The event is organized by COOPI, an international Italy-based NGO, and comes ahead of the United Nations Climate Change Conference, COP27, which will take place in Sharm el-Sheikh, Egypt, starting 6 November.
Speaking to Vatican News, Marija Tomic, the head of the Iraq Commission at COOPI, offered her perspective on the event and the issues affecting the climate crisis.
"We work in a complex environment,” said Ms. Tomic, “affected by Covid-19, the war in Ukraine, and the energy and climate crisis, which all lead to food poverty and increasing food insecurity."
Ms. Tomic brought up the case of Iraq to provide a better perspective on the urgent climate issues that need to be addressed rapidly.
Drought and displacements
The data gathered by COOPI suggests that by 2040 no water will reach Iraq through the Tigris River (which, together with the Euphrates, once enclosed one of the most fertile areas worldwide).

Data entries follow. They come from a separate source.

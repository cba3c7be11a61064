use crate::core::support::emulated_time::EmulatedTime;
use crate::core::support::simulation_time::SimulationTime;

/// Accounts for time spent executing code on the native CPU, and calculates a corresponding delay
/// for when the simulated CPU should be allowed to run next.
///
/// Native time is scaled by `native / simulated` frequency: a host configured with a CPU slower than
/// the machine running the simulation takes proportionally longer to finish the same work.
#[derive(Debug)]
pub struct Cpu {
    simulated_frequency_khz: u64,
    native_frequency_khz: u64,
    threshold: Option<SimulationTime>,
    precision: Option<SimulationTime>,
    now: EmulatedTime,
    time_cpu_available: EmulatedTime,
}

impl Cpu {
    /// `native_frequency_khz`: if None, the native frequency is unknown and native time is used
    /// unscaled.
    ///
    /// `threshold`: if None, never report a delay. Otherwise only report a delay after it is more
    /// than this threshold.
    ///
    /// `precision`: if provided, round individual native delays to this granularity (rounding up at
    /// midpoint). Panics if this is `Some(0)`.
    pub fn new(
        simulated_frequency_khz: u64,
        native_frequency_khz: Option<u64>,
        threshold: Option<SimulationTime>,
        precision: Option<SimulationTime>,
    ) -> Self {
        assert!(simulated_frequency_khz > 0);

        if let Some(precision) = precision {
            assert!(precision > SimulationTime::ZERO)
        }

        let native_frequency_khz = match native_frequency_khz {
            Some(0) | None => {
                log::warn!(
                    "Unable to determine the native CPU frequency; using the simulated frequency \
                     of {simulated_frequency_khz} KHz so that CPU delays are not scaled"
                );
                simulated_frequency_khz
            }
            Some(x) => x,
        };

        Self {
            simulated_frequency_khz,
            native_frequency_khz,
            threshold,
            precision,
            now: EmulatedTime::MIN,
            time_cpu_available: EmulatedTime::MIN,
        }
    }

    /// Configure the current time. The CPU can't be available before the current time, so if it
    /// has been idle its availability moves forward with the clock.
    pub fn update_time(&mut self, now: EmulatedTime) {
        self.now = now;
        self.time_cpu_available = std::cmp::max(self.time_cpu_available, now);
    }

    /// Account for `native_delay` spent natively executing code.
    pub fn add_delay(&mut self, native_delay: SimulationTime) {
        // first normalize the physical CPU to the virtual CPU
        let cycles = native_delay.as_nanos() * u128::from(self.native_frequency_khz);
        let simulated_delay_nanos = cycles / u128::from(self.simulated_frequency_khz);
        let mut adjusted_delay = u64::try_from(simulated_delay_nanos)
            .ok()
            .and_then(SimulationTime::try_from_nanos)
            .unwrap_or(SimulationTime::MAX);

        // round the adjusted delay to the nearest precision if needed
        if let Some(precision) = self.precision {
            let remainder = adjusted_delay % precision;

            // first round down (this is also the first step to rounding up)
            adjusted_delay -= remainder;

            // now check if we should round up
            let half_precision = precision / 2;
            if remainder >= half_precision {
                adjusted_delay = adjusted_delay.saturating_add(precision);
            }
        }

        self.time_cpu_available = self.time_cpu_available.saturating_add(adjusted_delay);
    }

    /// Calculate the simulated delay until this CPU is ready to run again.
    pub fn delay(&self) -> SimulationTime {
        let Some(threshold) = self.threshold else {
            return SimulationTime::ZERO;
        };
        let Some(built_up_delay) = self.time_cpu_available.checked_duration_since(&self.now) else {
            return SimulationTime::ZERO;
        };
        if built_up_delay > threshold {
            built_up_delay
        } else {
            SimulationTime::ZERO
        }
    }

    /// Whether the CPU has built up enough delay that the host shouldn't run yet.
    pub fn is_blocked(&self) -> bool {
        self.delay() > SimulationTime::ZERO
    }

    /// The time at which the CPU will be done with all of its accumulated work.
    pub fn time_available(&self) -> EmulatedTime {
        self.time_cpu_available
    }
}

In addition, by 2050, Iraq will have over 300 hundred sand storms each year. "It's the worst drought in modern history," noted Ms. Tomic, adding that it is causing the displacement of over 70% of the Iraqi population.

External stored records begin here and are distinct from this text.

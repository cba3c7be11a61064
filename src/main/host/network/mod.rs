//! Emulation of a host's networking: its interfaces, the association of sockets with addresses,
//! and the delivery of arriving packets.

pub mod dispatch;
pub mod interface;
pub mod namespace;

Interventions on multiple levels
COOPI, together with other NGOs, is actively addressing the issue of water scarcity in Iraq on different levels. Firstly, the distribution of water tanks to families who lacked access to clean water.
"One of our beneficiaries told me that after they received the tanks, her family wasn't suffering anymore from water-borne diseases. And we are talking about a single mother with seven children,” said Ms. Tomic.
COOPI is offering other interventions at the community level, consisting in the rehabilitation of water factories as well as water networks, and on higher levels, organizing conferences to discuss "problems of today that will be our children's problems if we don't talk about them today."